ChildLine report reveals exams top youngsters' concerns

Helpline offers advice to young people as exam pressures build ChildLine is reminding young people in London that help is available if they feel anxious or worried about exams.

As exam season gets underway, ChildLine can reveal that for the first time ever, school and education problems emerged as a top concern among those contacting the helpline in 2013/14.

ChildLine carried out 34,454 counselling sessions mentioning school and education problems with a 200 per cent increase in counselling about exam stress specifically. There were also more than 87,500 visits to ChildLine’s webpage about the issue.

Not wanting to disappoint their parents, fear of failure and the general pressures linked to academic achievement are all major themes.

Helen Beattie, ChildLine service manager said: "The exam period can be a very stressful and anxious time for young people. As these figures reveal, the pressure to do well is being felt by an increasing number of young people across the country. We hear from lots of young people each year who are anxious, worried or panicking about their exams and revision. We want to let them know that they are not alone and that ChildLine is here to listen to them.”

Stresses about exams can affect young people’s ability to sleep, trigger anxiety attacks, depression and tearfulness, and eating disorders. In some cases it also led to self-harm and suicidal feelings, or can make them worse.

One teenage boy who spoke to a ChildLine counsellor said:
“I am about to take my GCSEs and I am under so much pressure as my parents are expecting me to do really well. I am going to revision classes and trying really hard but I feel like it is not good enough for them. My parents don't allow me to do anything else apart from revision and if I try and talk to them it always ends up in an argument.”

ChildLine is offering the following advice for students
• Make sure you take regular breaks from revising and do some exercise.
• Go to bed at a reasonable time and try and get some sleep.
• Getting a good night’s sleep will help you much more than trying to revise all night – you will just end up very tired the next day.
• Try to think positively – even if you don’t feel like it, a positive attitude will help you during your revision.
• Take some water into the test with you, if you can.
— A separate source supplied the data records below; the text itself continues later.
use std::path::Path;

use serde::{Deserialize, Serialize};

use crate::error::KemetError;

/// Top-level configuration loaded from `.kemet.toml`.
///
/// Every field has a serde default, so a missing or empty file yields a
/// working configuration.
///
/// # Examples
///
/// ```
/// use kemet_core::KemetConfig;
///
/// let config = KemetConfig::default();
/// assert_eq!(config.chart.top_n, 20);
/// ```
#[derive(Debug, Clone, Default, Serialize, Deserialize)]
pub struct KemetConfig {
    /// Dataset and lookup-table locations.
    #[serde(default)]
    pub data: DataConfig,
    /// Chart rendering defaults.
    #[serde(default)]
    pub chart: ChartConfig,
}

impl KemetConfig {
    /// Load configuration from a TOML file at `path`.
    ///
    /// # Errors
    ///
    /// Returns [`KemetError::Io`] if the file cannot be read, or
    /// [`KemetError::Toml`] if the content is not valid TOML.
    ///
    /// # Examples
    ///
    /// ```no_run
    /// use kemet_core::KemetConfig;
    /// use std::path::Path;
    ///
    /// let config = KemetConfig::from_file(Path::new(".kemet.toml")).unwrap();
    /// ```
    pub fn from_file(path: &Path) -> Result<Self, KemetError> {
        let content = std::fs::read_to_string(path)?;
        Self::from_toml(&content)
    }

    /// Parse configuration from a TOML string.
    ///
    /// # Errors
    ///
    /// Returns [`KemetError::Toml`] if parsing fails.
    ///
    /// # Examples
    ///
    /// ```
    /// use kemet_core::KemetConfig;
    ///
    /// let toml = r#"
    /// [chart]
    /// top_n = 10
    /// "#;
    /// let config = KemetConfig::from_toml(toml).unwrap();
    /// assert_eq!(config.chart.top_n, 10);
    /// ```
    pub fn from_toml(content: &str) -> Result<Self, KemetError> {
        let config: Self = toml::from_str(content)?;
        Ok(config)
    }
}

/// Dataset and lookup-table locations.
///
/// # Examples
///
/// ```
/// use kemet_core::DataConfig;
///
/// let config = DataConfig::default();
/// assert_eq!(config.language_keywords, "data/languages_keywords.json");
/// ```
#[derive(Debug, Clone, Serialize, Deserialize)]
pub struct DataConfig {
    /// Path to the repository dataset CSV.
    #[serde(default = "default_dataset")]
    pub dataset: String,
    /// Path to the language keyword table (JSON).
    #[serde(default = "default_language_keywords")]
    pub language_keywords: String,
    /// Path to the database keyword table (JSON).
    #[serde(default = "default_db_keywords")]
    pub db_keywords: String,
    /// Primary repository languages that are themselves database languages.
    #[serde(default = "default_db_languages")]
    pub db_languages: Vec<String>,
}

fn default_dataset() -> String {
    "data/egy_repos.csv".into()
}

fn default_language_keywords() -> String {
    "data/languages_keywords.json".into()
}

fn default_db_keywords() -> String {
    "data/db_keywords.json".into()
}

fn default_db_languages() -> Vec<String> {
    vec!["PLSQL".into(), "PLpgSQL".into(), "TSQL".into()]
}

impl Default for DataConfig {
    fn default() -> Self {
        Self {
            dataset: default_dataset(),
            language_keywords: default_language_keywords(),
            db_keywords: default_db_keywords(),
            db_languages: default_db_languages(),
        }
    }
}

/// Chart rendering defaults.
///
/// Pixel dimensions replace the original notebook's inch-based figure sizes;
/// the defaults correspond to a 12x5 figure.
///
/// # Examples
///
/// ```
/// use kemet_core::ChartConfig;
///
/// let config = ChartConfig::default();
/// assert_eq!(config.width, 1200);
/// assert_eq!(config.height, 500);
/// assert_eq!(config.rotation, 90);
/// ```
#[derive(Debug, Clone, Serialize, Deserialize)]
pub struct ChartConfig {
    /// Chart width in pixels (default: 1200).
    #[serde(default = "default_width")]
    pub width: u32,
    /// Chart height in pixels (default: 500).
    #[serde(default = "default_height")]
    pub height: u32,
    /// X-axis label rotation in degrees (default: 90).
    #[serde(default = "default_rotation")]
    pub rotation: u32,
    /// Base font size for titles and labels (default: 14).
    #[serde(default = "default_font_size")]
    pub font_size: u32,
    /// Number of rows shown by ranking charts (default: 20).
    #[serde(default = "default_top_n")]
    pub top_n: usize,
    /// Bar colors as `#rrggbb` strings; empty means the built-in palette.
    #[serde(default)]
    pub palette: Vec<String>,
}

fn default_width() -> u32 {
    1200
}

fn default_height() -> u32 {
    500
}

fn default_rotation() -> u32 {
    90
}

fn default_font_size() -> u32 {
    14
}

fn default_top_n() -> usize {
    20
}

impl Default for ChartConfig {
    fn default() -> Self {
        Self {
            width: default_width(),
            height: default_height(),
            rotation: default_rotation(),
            font_size: default_font_size(),
            top_n: default_top_n(),
            palette: Vec::new(),
        }
    }
}

#[cfg(test)]
mod tests {
    use super::*;

    #[test]
    fn default_config_has_expected_values() {
        let config = KemetConfig::default();
        assert_eq!(config.data.dataset, "data/egy_repos.csv");
        assert_eq!(config.data.language_keywords, "data/languages_keywords.json");
        assert_eq!(config.data.db_keywords, "data/db_keywords.json");
        assert_eq!(config.data.db_languages.len(), 3);
        assert_eq!(config.chart.width, 1200);
        assert_eq!(config.chart.height, 500);
        assert_eq!(config.chart.rotation, 90);
        assert_eq!(config.chart.font_size, 14);
        assert_eq!(config.chart.top_n, 20);
        assert!(config.chart.palette.is_empty());
    }

    #[test]
    fn parse_minimal_toml() {
        let toml = r#"
[chart]
width = 1500
top_n = 5
"#;
        let config = KemetConfig::from_toml(toml).unwrap();
        assert_eq!(config.chart.width, 1500);
        assert_eq!(config.chart.top_n, 5);
        // Untouched sections keep their defaults
        assert_eq!(config.chart.height, 500);
        assert_eq!(config.data.dataset, "data/egy_repos.csv");
    }

    #[test]
    fn parse_full_toml() {
        let toml = r##"
[data]
dataset = "fixtures/repos.csv"
language_keywords = "fixtures/langs.json"
db_keywords = "fixtures/dbs.json"
db_languages = ["SQL"]

[chart]
width = 800
height = 400
rotation = 0
font_size = 12
top_n = 10
palette = ["#b2182b", "#2166ac"]
"##;
        let config = KemetConfig::from_toml(toml).unwrap();
        assert_eq!(config.data.dataset, "fixtures/repos.csv");
        assert_eq!(config.data.db_languages, vec!["SQL"]);
        assert_eq!(config.chart.rotation, 0);
        assert_eq!(config.chart.palette, vec!["#b2182b", "#2166ac"]);
    }

    #[test]
    fn empty_toml_gives_defaults() {
        let config = KemetConfig::from_toml("").unwrap();
        assert_eq!(config.chart.top_n, 20);
        assert_eq!(config.data.language_keywords, "data/languages_keywords.json");
    }

    #[test]
    fn invalid_toml_returns_error() {
        let result = KemetConfig::from_toml("{{invalid}}");
        assert!(result.is_err());
    }
}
Keeping hydrated by drinking water will help you concentrate.

The ChildLine website has a special ‘Beat exam stress’ section for children and young people to visit. As well as calling ChildLine’s free confidential helpline on 0800 11 11 or visiting childline.org.uk, young people can also send emails to trained counsellors or receive support online via one-to-one chat.

ChildLine advice for parents and carers to help ease young people’s exam stress and anxieties during the revision period:
• Don’t place unnecessary pressure on your children to gain certain grades. They may feel they have failed if they don’t achieve what they thought was expected of them.
• Encourage children to take regular breaks, eat snacks and exercise.
• Help them revise by leaving them the space and time to do so.
• Be relaxed about chores or untidiness and understand they might be moody. Allow your children to revise at nights if that’s what works best for them however do make sure that they get enough sleep to keep their energy levels up in the day.
• Be supportive and help alleviate their worries by talking to them.